Unscrew the solar powered yard light so that you can see the insides. You should be able to see a rechargeable battery. If you can't, then you probably need a different kind of yard light. Once you can see the insides you should take out all of the wires but the ones attached directly to the solar panel. Solder the black wire to the negative end of the battery holder and solder the white wire to the opposite end. IF your charger does not work, switch the ends of your wires. Replace the cover and hold it in place with one of your screws. FINALLY, we're finished. Put your rechargeable batteries into the battery holder. Leave in the sun all day.  Now you and your friends can go to any extreme place on planet earth(as long as it is sunny), and enjoy a wilderness adventure.  Wait there's more.........

Step 2: How to Make This Project With Supplies From Radio Shack

   RadioShack 0.5W Solar Panel 9V
   RadioShack AA Battery Holder
   Dantona "AA" 1.2V/600mAH NI-CD Batteries
  Solder the black wire from your solar panel onto the negative end of your battery holder, and solder the white wire on the opposite end.
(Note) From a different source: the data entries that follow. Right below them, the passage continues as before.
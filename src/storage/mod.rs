pub mod btree;
pub mod config;
pub mod database;
pub mod header;
pub mod heap;
pub mod lob;
pub mod page_store;
pub mod schema;
pub mod wal;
If that doesn't work switch the ends of the battery holder that the wires are on. Glue your battery holder to the back of your solar panel.          

  Wasn't that easy?

  IF you want to  improve it even more, modify a small plastic container(for example a butter tub) into being a body for your project. You can do this by cutting a hole in the lid the size of your solar panel and then placing your solar panel in the hole and gluing it in place with something other than hot glue.   Thank you for reading. If you can think of someway of making it more efficient or just in general more interesting, please tell me how by posting a comment. If you like this Instructable, please vote for me.
  Now you can go and touch the surface of the incredible energy the sun contains!!!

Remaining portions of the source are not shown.